Exercise directions – Wherever the word "record" occurs in the listing below, copy that whole line.

Dataset –
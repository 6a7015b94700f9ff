//! Threat Classification Thresholds
//!
//! Threshold constants and the configurable threshold triple. No
//! classification logic here.

use serde::{Deserialize, Serialize};

use crate::errors::{EngineError, EngineResult};

// ============================================================================
// DEFAULT THRESHOLDS
// ============================================================================

/// Below this confidence = Low
pub const LOW_THRESHOLD: f32 = 0.60;

/// Below this confidence (and >= low) = Medium
pub const MEDIUM_THRESHOLD: f32 = 0.75;

/// Below this confidence (and >= medium) = High; at or above = Critical
pub const HIGH_THRESHOLD: f32 = 0.90;

// ============================================================================
// CONFIGURABLE THRESHOLDS
// ============================================================================

/// Confidence thresholds separating the four threat bands.
///
/// Invariant: `0 <= low < medium < high <= 1`. A confidence exactly equal
/// to a threshold classifies into the band *above* it.
#[derive(Debug, Clone, Copy, PartialEq, Serialize, Deserialize)]
pub struct ThresholdConfig {
    pub low: f32,
    pub medium: f32,
    pub high: f32,
}

impl Default for ThresholdConfig {
    fn default() -> Self {
        Self {
            low: LOW_THRESHOLD,
            medium: MEDIUM_THRESHOLD,
            high: HIGH_THRESHOLD,
        }
    }
}

impl ThresholdConfig {
    pub fn new(low: f32, medium: f32, high: f32) -> Self {
        Self { low, medium, high }
    }

    /// Validate the ordering invariant. Called once at startup; the engine
    /// treats the triple as immutable per run afterwards.
    pub fn validate(&self) -> EngineResult<()> {
        let values = [self.low, self.medium, self.high];
        if values.iter().any(|v| !v.is_finite()) {
            return Err(EngineError::InvalidConfig(
                "thresholds must be finite numbers".to_string(),
            ));
        }
        if !(0.0..=1.0).contains(&self.low) || !(0.0..=1.0).contains(&self.high) {
            return Err(EngineError::InvalidConfig(format!(
                "thresholds must lie in [0, 1], got {:?}",
                values
            )));
        }
        if !(self.low < self.medium && self.medium < self.high) {
            return Err(EngineError::InvalidConfig(format!(
                "thresholds must satisfy low < medium < high, got {:.2} / {:.2} / {:.2}",
                self.low, self.medium, self.high
            )));
        }
        Ok(())
    }
}
//! Wire Payloads
//!
//! Typed request bodies for the response backend. The backend contract is
//! `POST /api/trigger` with a `threat_detected` flag and a flattened
//! detection record; deactivation reuses the same body shape.

use serde::{Deserialize, Serialize};

use crate::logic::threat::{Detection, ThreatLevel};

/// Detection record as the backend expects it.
#[derive(Debug, Clone, PartialEq, Serialize, Deserialize)]
pub struct DetectionPayload {
    pub class_name: String,
    pub confidence: f32,
    /// `[x0, y0, x1, y1]`
    pub bbox: [f32; 4],
    /// ISO-8601 timestamp of the observation.
    pub timestamp: String,
    pub threat_level: String,
}

/// Body of `POST /api/trigger`.
#[derive(Debug, Clone, PartialEq, Serialize, Deserialize)]
pub struct TriggerPayload {
    pub threat_detected: bool,
    pub detection: DetectionPayload,
}

impl TriggerPayload {
    pub fn new(detection: &Detection, level: ThreatLevel) -> Self {
        Self {
            threat_detected: true,
            detection: DetectionPayload {
                class_name: detection.class_name.clone(),
                confidence: detection.confidence,
                bbox: detection.bbox.to_array(),
                timestamp: detection.observed_at.to_rfc3339(),
                threat_level: level.as_str().to_string(),
            },
        }
    }
}
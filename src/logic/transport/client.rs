//! Alert Transport
//!
//! HTTP client for the response backend. Performs exactly one bounded
//! attempt per `send` call and classifies the result; retry policy lives
//! in the dispatch coordinator, not here.

use std::future::Future;

use crate::errors::{EngineError, EngineResult};
use crate::logic::config::TransportConfig;
use crate::logic::ledger::{ActionKind, AlertRequest};

/// Outcome of one transport attempt.
#[derive(Debug, Clone, PartialEq, Eq)]
pub enum SendOutcome {
    /// 2xx from the backend. Terminal success.
    Success,
    /// Connection refused, timeout, or 5xx. Eligible for another attempt.
    RetryableFailure(String),
    /// 4xx (malformed payload, auth rejection). Never retried.
    PermanentFailure(String),
}

/// One network attempt for one alert request.
///
/// Implementations must be safe to call concurrently; the coordinator
/// shares one transport across all dispatch flows.
pub trait AlertTransport: Send + Sync + 'static {
    fn send(&self, request: &AlertRequest) -> impl Future<Output = SendOutcome> + Send;
}

/// Production transport backed by `reqwest`.
pub struct HttpAlertTransport {
    http: reqwest::Client,
    base_url: String,
}

impl HttpAlertTransport {
    pub fn new(config: &TransportConfig) -> EngineResult<Self> {
        let http = reqwest::Client::builder()
            .timeout(config.timeout)
            .build()
            .map_err(|e| EngineError::InvalidConfig(format!("http client: {}", e)))?;

        Ok(Self {
            http,
            base_url: config.base_url.trim_end_matches('/').to_string(),
        })
    }

    fn endpoint_for(&self, action: ActionKind) -> String {
        match action {
            ActionKind::JamDeactivate => format!("{}/api/jammer/deactivate", self.base_url),
            _ => format!("{}/api/trigger", self.base_url),
        }
    }

    /// Backend-reported system status (`GET /api/status`). Used as a
    /// startup health probe; not part of the dispatch path.
    pub async fn status(&self) -> EngineResult<serde_json::Value> {
        let url = format!("{}/api/status", self.base_url);
        let response = self
            .http
            .get(&url)
            .send()
            .await
            .map_err(|e| EngineError::Transport(e.to_string()))?;

        if !response.status().is_success() {
            return Err(EngineError::Transport(format!(
                "status probe returned HTTP {}",
                response.status().as_u16()
            )));
        }
        response
            .json()
            .await
            .map_err(|e| EngineError::Transport(format!("status parse: {}", e)))
    }
}

impl AlertTransport for HttpAlertTransport {
    async fn send(&self, request: &AlertRequest) -> SendOutcome {
        let url = self.endpoint_for(request.action);

        let response = match self.http.post(&url).json(&request.payload).send().await {
            Ok(resp) => resp,
            Err(e) => {
                // Connection refused, DNS failure, timeout: all transient.
                return SendOutcome::RetryableFailure(format!("network error: {}", e));
            }
        };

        let status = response.status();
        if status.is_success() {
            log::debug!(
                "Backend accepted {} for detection {} (HTTP {})",
                request.action,
                request.detection_id,
                status.as_u16()
            );
            SendOutcome::Success
        } else if status.is_server_error() {
            SendOutcome::RetryableFailure(format!("HTTP {}", status.as_u16()))
        } else {
            // 4xx and anything else the backend should not return: the
            // payload will not get better on a retry.
            let body = response.text().await.unwrap_or_default();
            SendOutcome::PermanentFailure(format!(
                "HTTP {}: {}",
                status.as_u16(),
                body.chars().take(200).collect::<String>()
            ))
        }
    }
}
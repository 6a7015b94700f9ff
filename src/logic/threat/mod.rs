//! Threat Module
//!
//! Classifies detections into threat levels. This is the first step of the
//! response pipeline: Detection -> classify() -> dispatch.
//!
//! ## Structure
//! - `types`: Detection, ThreatLevel, ThreatAssessment
//! - `rules`: threshold constants and the configurable triple
//! - `classifier`: classification logic and input validation

pub mod classifier;
pub mod rules;
pub mod types;

pub use classifier::{classify, level_for};
pub use rules::ThresholdConfig;
pub use types::{BoundingBox, Detection, ThreatAssessment, ThreatLevel};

Answer to the problem –
//! detection record; deactivation reuses the same body shape.
/// Detection record as the backend expects it.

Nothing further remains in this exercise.